Start of RECORDS SUPPLIED

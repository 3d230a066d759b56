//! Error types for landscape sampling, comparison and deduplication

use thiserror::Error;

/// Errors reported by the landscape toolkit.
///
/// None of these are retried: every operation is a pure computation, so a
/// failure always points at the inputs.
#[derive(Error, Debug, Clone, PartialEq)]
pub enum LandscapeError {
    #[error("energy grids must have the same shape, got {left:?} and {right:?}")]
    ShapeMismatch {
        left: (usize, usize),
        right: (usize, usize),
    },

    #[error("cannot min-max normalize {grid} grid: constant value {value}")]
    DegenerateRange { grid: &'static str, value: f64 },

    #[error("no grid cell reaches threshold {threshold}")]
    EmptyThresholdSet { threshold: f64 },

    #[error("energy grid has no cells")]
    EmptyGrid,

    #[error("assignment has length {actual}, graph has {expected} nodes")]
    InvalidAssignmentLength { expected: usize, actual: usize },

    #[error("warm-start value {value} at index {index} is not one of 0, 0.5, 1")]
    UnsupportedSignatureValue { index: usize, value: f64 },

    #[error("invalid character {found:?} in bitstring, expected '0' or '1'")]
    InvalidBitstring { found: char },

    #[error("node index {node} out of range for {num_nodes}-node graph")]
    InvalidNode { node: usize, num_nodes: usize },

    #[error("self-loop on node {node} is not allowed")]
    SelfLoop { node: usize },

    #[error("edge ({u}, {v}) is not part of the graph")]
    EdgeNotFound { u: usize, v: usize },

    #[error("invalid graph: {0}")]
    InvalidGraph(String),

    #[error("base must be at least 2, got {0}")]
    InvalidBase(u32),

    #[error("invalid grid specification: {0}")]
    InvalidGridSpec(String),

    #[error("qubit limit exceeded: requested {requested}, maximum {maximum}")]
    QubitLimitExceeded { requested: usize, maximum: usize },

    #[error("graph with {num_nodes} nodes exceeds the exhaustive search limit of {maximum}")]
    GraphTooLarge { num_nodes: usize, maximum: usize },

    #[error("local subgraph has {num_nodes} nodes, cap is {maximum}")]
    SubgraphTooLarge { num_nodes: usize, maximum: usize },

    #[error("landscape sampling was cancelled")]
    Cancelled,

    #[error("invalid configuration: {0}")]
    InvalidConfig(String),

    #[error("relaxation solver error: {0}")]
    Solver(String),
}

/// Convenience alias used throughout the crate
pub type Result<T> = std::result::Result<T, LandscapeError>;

End of RECORDS SUPPLIED

• _PROMPT_
Please return all lines above in which the string "actual" is found.

• _PROBLEM SOLUTION_
    #[error("assignment has length {actual}, graph has {expected} nodes")]
    InvalidAssignmentLength { expected: usize, actual: usize },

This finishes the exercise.